What is needed -
Everything from the line containing "let (trigger, counter)" through the end of the entries should be output exactly; nothing before it is wanted.

Given data -

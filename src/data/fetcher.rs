//! Resilient retrieval of telemetry payloads
//!
//! Two policies, picked by the call site:
//! - bounded: a fixed number of attempts, then `FetchExhausted`. Used for
//!   per-sample lookups where the caller can drop the sample.
//! - until-success: retries until the payload arrives or the job is
//!   cancelled. Used for decisive lookups that must not degrade silently.

use std::sync::atomic::{AtomicBool, Ordering};
use std::sync::Arc;
use std::time::Duration;

use serde_json::Value;

use super::telemetry::{Resource, TelemetrySource};
use crate::{DotaError, FetchConfig, Result};

/// Retry policy composed into the fetcher
#[derive(Debug, Clone, Copy, PartialEq, Eq)]
pub struct RetryPolicy {
    /// `None` retries until success or cancellation
    pub max_attempts: Option<u32>,
    /// Wait between consecutive attempts
    pub delay: Duration,
}

impl RetryPolicy {
    pub fn bounded(max_attempts: u32, delay: Duration) -> Self {
        RetryPolicy {
            max_attempts: Some(max_attempts.max(1)),
            delay,
        }
    }

    pub fn until_success(delay: Duration) -> Self {
        RetryPolicy {
            max_attempts: None,
            delay,
        }
    }

    pub fn is_bounded(&self) -> bool {
        self.max_attempts.is_some()
    }
}

/// Cooperative cancellation shared between a job and its fetches
#[derive(Debug, Clone, Default)]
pub struct CancelToken(Arc<AtomicBool>);

impl CancelToken {
    pub fn new() -> Self {
        Self::default()
    }

    pub fn cancel(&self) {
        self.0.store(true, Ordering::SeqCst);
    }

    pub fn is_cancelled(&self) -> bool {
        self.0.load(Ordering::SeqCst)
    }

    /// Cancel on the first Ctrl-C; a second one exits the process
    pub fn cancel_on_interrupt(&self) -> Result<()> {
        let runtime = tokio::runtime::Builder::new_current_thread()
            .enable_all()
            .build()?;
        let token = self.clone();
        std::thread::Builder::new()
            .name("interrupt".to_string())
            .spawn(move || {
                runtime.block_on(async {
                    while tokio::signal::ctrl_c().await.is_ok() {
                        if token.is_cancelled() {
                            std::process::exit(130);
                        }
                        log::warn!("Interrupted; stopping after the current step (Ctrl-C again to abort)");
                        token.cancel();
                    }
                })
            })?;
        Ok(())
    }
}

pub type Sleeper = Arc<dyn Fn(Duration) + Send + Sync>;

/// Retry an operation under a policy.
///
/// Waits happen on the calling thread and hold no locks.
pub fn with_retry<T, F>(
    label: &str,
    policy: &RetryPolicy,
    cancel: &CancelToken,
    sleep: &Sleeper,
    mut operation: F,
) -> Result<T>
where
    F: FnMut() -> Result<T>,
{
    let mut failures = 0u32;
    loop {
        if !policy.is_bounded() && cancel.is_cancelled() {
            return Err(DotaError::FetchBlocking {
                resource: label.to_string(),
                attempts: failures,
            });
        }

        match operation() {
            Ok(result) => return Ok(result),
            Err(e) => {
                failures += 1;
                match policy.max_attempts {
                    Some(max) => {
                        log::warn!("Attempt {}/{} for {} failed: {}", failures, max, label, e);
                        if failures >= max {
                            return Err(DotaError::FetchExhausted {
                                resource: label.to_string(),
                                attempts: failures,
                            });
                        }
                    }
                    None => {
                        log::warn!("Attempt {} for {} failed: {}. Retrying...", failures, label, e);
                    }
                }
            }
        }

        sleep(policy.delay);
    }
}

/// Telemetry source wrapped with the two retry policies
#[derive(Clone)]
pub struct Fetcher {
    source: Arc<dyn TelemetrySource>,
    bounded: RetryPolicy,
    blocking: RetryPolicy,
    sleeper: Sleeper,
    cancel: CancelToken,
}

impl Fetcher {
    pub fn new(source: Arc<dyn TelemetrySource>, bounded: RetryPolicy, blocking: RetryPolicy) -> Self {
        Fetcher {
            source,
            bounded,
            blocking,
            sleeper: Arc::new(std::thread::sleep),
            cancel: CancelToken::new(),
        }
    }

    pub fn from_config(source: Arc<dyn TelemetrySource>, config: &FetchConfig) -> Self {
        Self::new(
            source,
            RetryPolicy::bounded(
                config.bounded_attempts,
                Duration::from_millis(config.retry_delay_ms),
            ),
            RetryPolicy::until_success(Duration::from_millis(config.blocking_delay_ms)),
        )
    }

    /// Replace the wait function (tests record delays instead of sleeping)
    pub fn with_sleeper(mut self, sleeper: Sleeper) -> Self {
        self.sleeper = sleeper;
        self
    }

    pub fn with_cancel(mut self, cancel: CancelToken) -> Self {
        self.cancel = cancel;
        self
    }

    pub fn cancel_token(&self) -> &CancelToken {
        &self.cancel
    }

    /// Fetch with the bounded policy; fails with `FetchExhausted`
    pub fn fetch_bounded(&self, resource: &Resource) -> Result<Value> {
        with_retry(
            &resource.to_string(),
            &self.bounded,
            &self.cancel,
            &self.sleeper,
            || self.source.get(resource),
        )
    }

    /// Fetch until success; fails only with `FetchBlocking` after cancellation
    pub fn fetch_blocking(&self, resource: &Resource) -> Result<Value> {
        with_retry(
            &resource.to_string(),
            &self.blocking,
            &self.cancel,
            &self.sleeper,
            || self.source.get(resource),
        )
    }
}

#[cfg(test)]
mod tests {
    use super::*;
    use crate::data::telemetry::testing::ScriptedSource;
    use crate::MatchId;
    use parking_lot::Mutex;
    use serde_json::json;

    fn recording_sleeper() -> (Sleeper, Arc<Mutex<Vec<Duration>>>) {
        let waits = Arc::new(Mutex::new(Vec::new()));
        let sink = waits.clone();
        (Arc::new(move |d| sink.lock().push(d)), waits)
    }

    fn fetcher(source: Arc<ScriptedSource>) -> (Fetcher, Arc<Mutex<Vec<Duration>>>) {
        let (sleeper, waits) = recording_sleeper();
        let fetcher = Fetcher::from_config(source, &crate::Config::default().fetch)
            .with_sleeper(sleeper);
        (fetcher, waits)
    }

    #[test]
    fn test_bounded_exhausts_after_five_attempts() {
        let source = Arc::new(ScriptedSource::new());
        let resource = Resource::MatchDetails(MatchId(1));
        source.fail_times(resource.clone(), 100);
        let (fetcher, waits) = fetcher(source.clone());

        let err = fetcher.fetch_bounded(&resource).unwrap_err();
        match err {
            DotaError::FetchExhausted { attempts, .. } => assert_eq!(attempts, 5),
            other => panic!("unexpected error: {other}"),
        }
        assert_eq!(source.calls_to(&resource), 5);
        // Spacing between attempts only, none after the last failure
        assert_eq!(*waits.lock(), vec![Duration::from_secs(2); 4]);
    }

    #[test]
    fn test_bounded_recovers_before_limit() {
        let source = Arc::new(ScriptedSource::new());
        let resource = Resource::HeroStats;
        source.respond(resource.clone(), json!([]));
        source.fail_times(resource.clone(), 2);
        let (fetcher, waits) = fetcher(source.clone());

        assert_eq!(fetcher.fetch_bounded(&resource).unwrap(), json!([]));
        assert_eq!(source.calls_to(&resource), 3);
        assert_eq!(waits.lock().len(), 2);
    }

    #[test]
    fn test_blocking_outlasts_bounded_limit() {
        let source = Arc::new(ScriptedSource::new());
        let resource = Resource::MatchDetails(MatchId(9));
        source.respond(resource.clone(), json!({"match_id": 9}));
        source.fail_times(resource.clone(), 12);
        let (fetcher, _) = fetcher(source.clone());

        let value = fetcher.fetch_blocking(&resource).unwrap();
        assert_eq!(value["match_id"], 9);
        assert_eq!(source.calls_to(&resource), 13);
    }

    #[test]
    fn test_interrupt_handler_leaves_token_armed() {
        let cancel = CancelToken::new();
        cancel.cancel_on_interrupt().unwrap();
        assert!(!cancel.is_cancelled());
    }

    #[test]
    fn test_blocking_stops_on_cancel() {
        let source = Arc::new(ScriptedSource::new());
        let resource = Resource::MatchDetails(MatchId(3));
        source.fail_times(resource.clone(), u32::MAX);

        let cancel = CancelToken::new();
        let waits = Arc::new(Mutex::new(0u32));
        let (trigger, counter) = (cancel.clone(), waits.clone());
        let sleeper: Sleeper = Arc::new(move |_| {
            let mut n = counter.lock();
            *n += 1;
            if *n == 3 {
                trigger.cancel();
            }
        });
        let fetcher = Fetcher::from_config(source, &crate::Config::default().fetch)
            .with_sleeper(sleeper)
            .with_cancel(cancel);

        match fetcher.fetch_blocking(&resource).unwrap_err() {
            DotaError::FetchBlocking { attempts, .. } => assert_eq!(attempts, 3),
            other => panic!("unexpected error: {other}"),
        }
    }
}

Solution -
        let (trigger, counter) = (cancel.clone(), waits.clone());
        let sleeper: Sleeper = Arc::new(move |_| {
            let mut n = counter.lock();
            *n += 1;
            if *n == 3 {
                trigger.cancel();
            }
        });
        let fetcher = Fetcher::from_config(source, &crate::Config::default().fetch)
            .with_sleeper(sleeper)
            .with_cancel(cancel);

        match fetcher.fetch_blocking(&resource).unwrap_err() {
            DotaError::FetchBlocking { attempts, .. } => assert_eq!(attempts, 3),
            other => panic!("unexpected error: {other}"),
        }
    }
}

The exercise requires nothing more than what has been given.